Trying to move from technical support to software development is hard. From not knowing where to start to recruiters not realizing your value, it can feel like an uphill battle.
I worked in Salesforce as a triage agent and moved all the way up to Tier 3 support, before moving to software development.
Today, I'm an architect at Salto, helping Zendesk and Salesforce teams use proper software development tools.
In this article, I'll share some lessons and tips on switching your career from tech support to software development.
Why move from tech support to software development
Your reasons for wanting to switch careers are entirely personal. I had a few reasons, and I hope some of them resonate with you:
As mentioned earlier, I went all the way from triage to Tier 3 support. This was a very fulfilling journey, but I didn't want it to end there. I wanted a next step.
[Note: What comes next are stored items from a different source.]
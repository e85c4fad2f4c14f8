// ============================================================================
// APP VIEW - Página del escáner
// ============================================================================

use std::rc::Rc;
use wasm_bindgen::prelude::*;
use web_sys::Element;
use crate::dom::ElementBuilder;
use crate::state::AppState;
use crate::views::{render_document_grid, render_scanner_panel};

/// Acciones del usuario que las vistas conectan a los botones
#[derive(Clone)]
pub struct PageActions {
    pub on_scan: Rc<dyn Fn()>,
    pub on_download: Rc<dyn Fn(usize)>,
    pub on_delete: Rc<dyn Fn(usize)>,
    pub on_clear: Rc<dyn Fn()>,
}

/// Renderizar la página completa
pub fn render_app(state: &AppState, actions: &PageActions) -> Result<Element, JsValue> {
    let header = ElementBuilder::new("div")?
        .class("page-header")
        .child(ElementBuilder::new("h1")?.class("page-title").text("Document Scanner").build())?
        .child(
            ElementBuilder::new("p")?
                .class("page-subtitle")
                .text("Scan documents using your device camera")
                .build(),
        )?
        .build();

    let container = ElementBuilder::new("div")?
        .class("page-container")
        .child(header)?
        .child(render_scanner_panel(&state.scanner, actions.on_scan.clone())?)?
        .child_opt(render_document_grid(&state.documents, actions)?)?
        .build();

    Ok(ElementBuilder::new("div")?.class("page").child(container)?.build())
}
I knew support leadership wasn't for me as I wanted to retain my hands-on skills, so Engineering, R&D, or any other version of that, was the logical next step for me.
(Potentially) better pay
I use the word potentially because when I was a Tier 3 Engineer, I knew I made more money than many software developers out there. However, this was definitely not the norm and generally speaking, a career in software development is more lucrative than one in support.
I'd say, though, try not to make this your primary motivation as software development is hard. You need more than a desire for better compensation to do well in this field.
With that out of the way, let's go over some concrete steps you can take to accelerate your journey to software development.
The steps that I will list below all share a common goal: You need to become as technical as possible in your tech support role.
This will make the transition to software development less painful and can really help you close some gaps.
Move to technical support
This guide is for folks who are already in tech support. However, if you are in customer support for a non-software company (i.e a general customer service role), your best bet is to try to move to a technical support role, supporting a SaaS product (Salesforce, Zendesk, Intercom, etc.)
You can still use the techniques described below to make the move to technical support.
Learn the basics web development first
Many people trying to move to software development start their journey by learning a programming language like Python.
While I think this is great, I think it is much better to start with web development. Why?
Web development has the fastest return on investment when it comes to seeing the results of your effort. You can study for a couple of hours, and very quickly, you'll have a basic web page up and running.
Python, on the other hand, runs in a vacuum. You learn about if/else statements, for loops, etc., but it's unclear how this translates to a real-world application.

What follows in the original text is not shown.